After arriving, she lived in the NWDCS shelter, and then a "junky" rent house, before learning about New Beginnings. She and her children settled in to an apartment in August of 2006. Like Denethea, the program has greatly improved her life and helped her stand on her own by giving her a safe place to live and a chance to attend college. Darcey feels like she is getting herself back, after being stripped of the material things she previously valued above everything else. She sees success quite differently now. It is not about having the best car, the prettiest clothes, and the shiniest cell phone; it is about raising one's children right, making a difference, and helping others.
New Beginnings has also given the two women something more valuable than an apartment or a degree: friendship. In spite of a twenty-year age difference, the two women are best friends. They attend class together, and because Darcey no longer has a car, Denethea provides the transportation she needs. The two women giggle together like teenage girls, but they also emotionally support each other. Even though they are so different, they have common experiences – and "comedy experiences" as they call them – and challenges. They understand each other in ways others cannot.
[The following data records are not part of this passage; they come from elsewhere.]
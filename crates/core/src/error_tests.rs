//! Tests for the error taxonomy and its client serialization.

#[cfg(test)]
mod tests {
    use crate::{AppError, ErrorKind, GENERIC_INTERNAL_MESSAGE, generate_error_id};

    #[test]
    fn kinds_map_to_status_and_code() {
        let cases = [
            (AppError::validation("bad"), 400, "VALIDATION_ERROR"),
            (AppError::unauthorized("who"), 401, "AUTHENTICATION_ERROR"),
            (AppError::forbidden("no"), 403, "AUTHORIZATION_ERROR"),
            (AppError::not_found("Project"), 404, "NOT_FOUND"),
            (AppError::conflict("dup"), 409, "CONFLICT"),
            (AppError::rate_limited("slow down", Some(30)), 429, "RATE_LIMIT_EXCEEDED"),
            (AppError::internal("bug"), 500, "INTERNAL_ERROR"),
            (AppError::database("db", None), 500, "DATABASE_ERROR"),
            (AppError::ai_service("ai", Some(502)), 500, "AI_SERVICE_ERROR"),
            (AppError::network("down"), 503, "NETWORK_ERROR"),
        ];
        for (err, status, code) in cases {
            assert_eq!(err.status(), status, "{}", err.kind());
            assert_eq!(err.code(), code);
        }
    }

    #[test]
    fn operational_defaults() {
        assert!(AppError::validation("x").is_operational());
        assert!(AppError::not_found("Milestone").is_operational());
        assert!(AppError::network("x").is_operational());
        assert!(!AppError::internal("x").is_operational());
        assert!(!AppError::database("x", None).is_operational());
        assert!(!AppError::conflict("x").non_operational().is_operational());
    }

    #[test]
    fn not_found_keeps_resource_in_payload() {
        let err = AppError::not_found("Assessment");
        assert_eq!(err.message(), "Assessment not found");
        assert_eq!(
            err.kind(),
            &ErrorKind::NotFound { resource: Some("Assessment".to_owned()) }
        );
    }

    #[test]
    fn error_ids_are_unique_and_well_formed() {
        let a = generate_error_id();
        let b = generate_error_id();
        assert_ne!(a, b);
        let parts: Vec<&str> = a.split('_').collect();
        assert_eq!(parts.len(), 3);
        assert_eq!(parts[0], "err");
        assert!(parts[1].parse::<i64>().is_ok());
        assert_eq!(parts[2].len(), 9);
    }

    #[test]
    fn context_if_absent_does_not_overwrite() {
        let err = AppError::validation("bad")
            .with_context("submission:title")
            .with_context_if_absent("transaction");
        assert_eq!(err.context(), Some("submission:title"));
        let err = AppError::validation("bad").with_context_if_absent("transaction");
        assert_eq!(err.context(), Some("transaction"));
    }

    #[test]
    fn production_body_hides_internals() {
        let source = std::io::Error::other("disk on fire");
        let err = AppError::internal("null deref in grading")
            .with_source(source)
            .with_details(serde_json::json!({"row": 7}));
        let body = err.to_body(false);
        assert_eq!(body.code, "INTERNAL_ERROR");
        assert_eq!(body.message, GENERIC_INTERNAL_MESSAGE);
        assert!(body.details.is_none());
        assert_eq!(body.error_id, err.error_id());

        let json = serde_json::to_value(&body).unwrap();
        assert!(json.get("details").is_none());
        assert!(json.get("context").is_none());
        assert!(json["errorId"].is_string());
        assert!(json["timestamp"].is_string());
    }

    #[test]
    fn production_body_keeps_operational_message() {
        let err = AppError::validation("title is required").with_context("project:title");
        let body = err.to_body(false);
        assert_eq!(body.message, "title is required");
        assert_eq!(body.context.as_deref(), Some("project:title"));
    }

    #[test]
    fn development_body_exposes_details() {
        let err = AppError::internal("boom")
            .with_source(std::io::Error::other("root cause"))
            .with_details(serde_json::json!({"failedStep": 2}));
        let body = err.to_body(true);
        assert_eq!(body.message, "boom");
        let details = body.details.unwrap();
        assert_eq!(details["kind"], "internal");
        assert_eq!(details["operational"], false);
        assert_eq!(details["causes"][0], "root cause");
        assert_eq!(details["data"]["failedStep"], 2);
    }

    #[test]
    fn anyhow_conversion_recovers_app_error() {
        let original = AppError::conflict("already enrolled");
        let id = original.error_id().to_owned();
        let wrapped = anyhow::Error::new(original);
        let back = AppError::from(wrapped);
        assert_eq!(back.code(), "CONFLICT");
        assert_eq!(back.error_id(), id);
    }

    #[test]
    fn anyhow_conversion_of_foreign_error_is_internal() {
        let err = AppError::from(anyhow::anyhow!("boom"));
        assert_eq!(err.kind(), &ErrorKind::Internal);
        assert_eq!(err.message(), "boom");
        assert!(!err.is_operational());
        assert_eq!(err.source_chain(), vec!["boom".to_owned()]);
    }

    #[test]
    fn display_is_the_message() {
        let err = AppError::forbidden("instructors only");
        assert_eq!(err.to_string(), "instructors only");
    }
}
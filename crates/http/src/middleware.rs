//! Global error handling: the only place a failure becomes a client response.

use std::any::Any;
use std::sync::Arc;

use axum::Json;
use axum::extract::{Request, State};
use axum::http::{Method, Uri};
use axum::middleware::Next;
use axum::response::{IntoResponse, Response};
use masterymap_core::{AppError, Environment, ErrorKind};

use crate::AppState;
use crate::api_error::{ApiError, status_of};
use crate::error_log::ErrorLogEntry;

/// Logs and re-renders every response that carries an [`AppError`].
///
/// Responses without one pass through untouched.
pub async fn error_middleware(
    State(state): State<Arc<AppState>>,
    request: Request,
    next: Next,
) -> Response {
    let method = request.method().clone();
    let path = request.uri().path().to_owned();

    let mut response = next.run(request).await;
    let Some(error) = response.extensions_mut().remove::<AppError>() else {
        return response;
    };

    state.error_sink.record(&ErrorLogEntry::new(&error, method.as_str(), &path));
    render_error(&error, state.config.environment)
}

/// JSON error response for the given environment.
#[must_use]
pub fn render_error(error: &AppError, environment: Environment) -> Response {
    (status_of(error), Json(error.to_body(environment.is_development()))).into_response()
}

/// Fallback for unmatched routes, including a known path with the wrong method.
pub async fn not_found(method: Method, uri: Uri) -> ApiError {
    AppError::new(
        ErrorKind::NotFound { resource: None },
        format!("Route {method} {} not found", uri.path()),
    )
    .with_context("routing")
    .into()
}

/// Converts a handler panic into a non-operational internal error, so it is
/// reported like any other unexpected failure instead of killing the task.
pub fn handle_panic(payload: Box<dyn Any + Send + 'static>) -> Response {
    let detail = if let Some(s) = payload.downcast_ref::<String>() {
        s.clone()
    } else if let Some(s) = payload.downcast_ref::<&str>() {
        (*s).to_owned()
    } else {
        "unknown panic payload".to_owned()
    };
    ApiError::from(AppError::internal(format!("handler panicked: {detail}"))).into_response()
}
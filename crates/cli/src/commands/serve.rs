use std::sync::Arc;

use anyhow::Result;
use masterymap_core::AppConfig;
use masterymap_http::{AppState, create_router};
use masterymap_storage::{HealthCheckPolicy, PgConnectionPool, PoolProbe};

pub(crate) async fn run(config: AppConfig) -> Result<()> {
    let mut state = AppState::new(config.clone());

    if let Some(url) = config.database_url.as_deref() {
        let pool = PgConnectionPool::open_lazy(url, config.db_acquire_timeout)?;
        let policy = HealthCheckPolicy::from_config(&config);
        state = state.with_database(Arc::new(PoolProbe::new(pool, policy)));
    } else {
        tracing::warn!("DATABASE_URL not set, database health checks will report unavailable");
    }

    let router = create_router(Arc::new(state));
    let addr = format!("{}:{}", config.host, config.port);
    tracing::info!(environment = %config.environment, "Starting HTTP server on {}", addr);
    let listener = tokio::net::TcpListener::bind(&addr).await?;
    axum::serve(listener, router).await?;

    Ok(())
}
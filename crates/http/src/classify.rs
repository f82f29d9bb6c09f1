//! Maps arbitrary handler failures onto the error taxonomy.

use axum::extract::rejection::{FormRejection, JsonRejection, PathRejection, QueryRejection};
use jsonwebtoken::errors::ErrorKind as TokenErrorKind;
use masterymap_core::{AppError, DbFailure, parse_database_error};

/// Substrings that indicate the database could not be reached.
pub const CONNECTIVITY_MARKERS: &[&str] = &[
    "econnrefused",
    "connection refused",
    "connection reset",
    "connection terminated",
    "pool timed out",
    "could not connect",
];

/// Classifies a handler failure, first match wins:
///
/// 1. an [`AppError`] is returned unchanged;
/// 2. request-validation failures (axum rejections, malformed JSON) → 400;
/// 3. token failures → 401;
/// 4. database driver errors via [`parse_database_error`], then connectivity
///    markers in the message → 503;
/// 5. everything else → non-operational internal error.
#[must_use]
pub fn classify_error(error: anyhow::Error) -> AppError {
    let error = match error.downcast::<AppError>() {
        Ok(app) => return app,
        Err(other) => other,
    };

    if let Some(message) = validation_message(&error) {
        return AppError::validation(message)
            .with_context("request")
            .with_boxed_source(error.into());
    }

    if let Some(token_err) = error.downcast_ref::<jsonwebtoken::errors::Error>() {
        let message = match token_err.kind() {
            TokenErrorKind::ExpiredSignature => "Token has expired",
            _ => "Invalid token",
        };
        return AppError::unauthorized(message).with_context("auth:token").with_boxed_source(error.into());
    }

    if let Some(db_err) = error.downcast_ref::<sqlx::Error>() {
        return parse_database_error(&DbFailure::from(db_err), "request");
    }

    let rendered = format!("{error:#}");
    if is_connectivity_failure(&rendered) {
        return AppError::network("Service temporarily unavailable")
            .with_context("database:connection")
            .with_boxed_source(error.into());
    }

    AppError::internal(rendered).with_boxed_source(error.into())
}

fn validation_message(error: &anyhow::Error) -> Option<String> {
    if let Some(rejection) = error.downcast_ref::<JsonRejection>() {
        return Some(rejection.body_text());
    }
    if let Some(rejection) = error.downcast_ref::<QueryRejection>() {
        return Some(rejection.body_text());
    }
    if let Some(rejection) = error.downcast_ref::<PathRejection>() {
        return Some(rejection.body_text());
    }
    if let Some(rejection) = error.downcast_ref::<FormRejection>() {
        return Some(rejection.body_text());
    }
    match error.downcast_ref::<serde_json::Error>() {
        Some(json_err) if !json_err.is_io() => Some(format!("Invalid JSON: {json_err}")),
        _ => None,
    }
}

fn is_connectivity_failure(message: &str) -> bool {
    let lower = message.to_lowercase();
    CONNECTIVITY_MARKERS.iter().any(|marker| lower.contains(marker))
}
//! HTTP layer for MasteryMap.
//!
//! Error handling is wired around every route: handlers return
//! [`ApiResult`], panics are caught, unmatched routes get a 404, and
//! [`error_middleware`] logs and renders every failure.

#![allow(clippy::exhaustive_structs, reason = "HTTP types are stable")]
#![allow(clippy::implicit_return, reason = "Implicit return is idiomatic Rust")]
#![allow(clippy::question_mark_used, reason = "? operator is idiomatic Rust")]

pub mod api_error;
pub mod classify;
pub mod error_log;
mod handlers;
pub mod middleware;
mod response_types;


use std::sync::Arc;

use axum::Router;
use axum::routing::get;
use masterymap_core::AppConfig;
use masterymap_storage::DatabaseProbe;
use tower_http::catch_panic::CatchPanicLayer;
use tower_http::trace::TraceLayer;

pub use api_error::{ApiError, ApiResult};
pub use classify::classify_error;
pub use error_log::{ErrorLogEntry, ErrorSink, Severity, TracingSink};
pub use middleware::{error_middleware, handle_panic, not_found, render_error};
pub use response_types::{HealthResponse, VersionResponse};

/// Shared application state for all HTTP handlers.
pub struct AppState {
    /// Runtime configuration; the environment decides error verbosity
    pub config: AppConfig,
    /// Where the error middleware reports failures
    pub error_sink: Arc<dyn ErrorSink>,
    /// Database reachability probe, absent when no database is configured
    pub database: Option<Arc<dyn DatabaseProbe>>,
}

impl AppState {
    pub fn new(config: AppConfig) -> Self {
        Self { config, error_sink: Arc::new(TracingSink), database: None }
    }

    #[must_use]
    pub fn with_error_sink(mut self, sink: Arc<dyn ErrorSink>) -> Self {
        self.error_sink = sink;
        self
    }

    #[must_use]
    pub fn with_database(mut self, probe: Arc<dyn DatabaseProbe>) -> Self {
        self.database = Some(probe);
        self
    }
}

pub fn create_router(state: Arc<AppState>) -> Router {
    let routes = Router::new()
        .route("/health", get(handlers::health::health))
        .route("/api/health/db", get(handlers::health::database_health))
        .route("/api/version", get(handlers::health::version))
        .with_state(Arc::clone(&state));
    with_error_handling(routes, state)
}

/// Adds the not-found fallback, the panic adapter and the error middleware.
///
/// Exposed separately so feature routers get identical error handling.
/// Unknown paths and known paths with an unsupported method both get the
/// 404 taxonomy error.
///
/// Extractor rejections only reach the middleware when the handler takes
/// them as a `Result` and propagates with `?`:
///
/// ```ignore
/// async fn create(body: Result<Json<NewProject>, JsonRejection>) -> ApiResult<Json<Project>> {
///     let Json(body) = body?;
///     // ...
/// }
/// ```
///
/// A bare `Json<T>` argument makes axum answer with its own plain-text
/// rejection, which is neither logged nor shaped like an error body.
pub fn with_error_handling(router: Router, state: Arc<AppState>) -> Router {
    router
        .fallback(middleware::not_found)
        .method_not_allowed_fallback(middleware::not_found)
        .layer(CatchPanicLayer::custom(middleware::handle_panic))
        .layer(axum::middleware::from_fn_with_state(state, middleware::error_middleware))
        .layer(TraceLayer::new_for_http())
}
mod commands;

use anyhow::Result;
use clap::{Parser, Subcommand};
use masterymap_core::AppConfig;
use tracing_subscriber::EnvFilter;

#[derive(Parser)]
#[command(name = "masterymap")]
#[command(about = "MasteryMap learning platform API server", long_about = None)]
struct Cli {
    #[command(subcommand)]
    command: Commands,
}

#[derive(Subcommand)]
enum Commands {
    /// Start the HTTP API server
    Serve {
        /// Overrides MASTERYMAP_PORT
        #[arg(short, long)]
        port: Option<u16>,
        /// Overrides MASTERYMAP_HOST
        #[arg(short = 'H', long)]
        host: Option<String>,
    },
    /// Check that the database answers `SELECT 1`, retrying with backoff
    CheckDb,
}

#[tokio::main]
async fn main() -> Result<()> {
    tracing_subscriber::fmt()
        .with_env_filter(EnvFilter::from_default_env().add_directive("info".parse()?))
        .with_writer(std::io::stderr)
        .init();

    let cli = Cli::parse();
    let mut config = AppConfig::from_env();

    match cli.command {
        Commands::Serve { port, host } => {
            if let Some(port) = port {
                config.port = port;
            }
            if let Some(host) = host {
                config.host = host;
            }
            commands::serve::run(config).await?;
        },
        Commands::CheckDb => commands::check_db::run(&config).await?,
    }

    Ok(())
}
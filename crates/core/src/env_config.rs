//! Configuration value parsing with warn-level logging for invalid values.

/// Parse a raw value with a default fallback.
///
/// - `None`: returns `default` silently (expected case).
/// - Set but unparsable: logs a warning and returns `default`.
pub fn parse_with_default<T: std::str::FromStr + std::fmt::Display>(
    var: &str,
    raw: Option<String>,
    default: T,
) -> T {
    match raw {
        Some(v) => match v.trim().parse() {
            Ok(n) => n,
            Err(_) => {
                tracing::warn!(
                    var,
                    value = %v,
                    default = %default,
                    "invalid env var value, using default"
                );
                default
            },
        },
        None => default,
    }
}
One common experience is raising children after leaving an abusive relationship. Darcey and Denethea both have sons around the same age who play together. They both rather heartbroken that their children had to see their mothers in abusive relationships, but both boys are doing well. Now they will grow up knowing that abuse is not acceptable. In fact, Darcey's son wants to be a police officer someday so that he can "put men who hurt mommies in jail."
The two women are also talking about building a future together. Darcey is majoring in mass communications, and while Denethea is currently undecided on her major, she is also considering mass communications. Denethea believes that the events in her life are preparing her for something. She wants to inspire the masses, to make a difference, and to make others feel empowered to change their own lives. She dreams of becoming a motivational speaker. With Darcey at her side cheering her on, the two are considering starting a motivational speaking group together. They want to empower other women, particularly those who may be trapped in abusive relationships.
The Women's Foundation of Oklahoma has demonstrated its support for New Beginnings through a grant. These funds were used to hire a consultant, who assisted in needs assessment, planning, and establishing important community links. This helped increase the vitality of the program, which in turn supports women like Denethea and Darcey as they reshape their lives and rediscover their own strength. Future support from the Women's Foundation may include purchasing equipment for the facilities.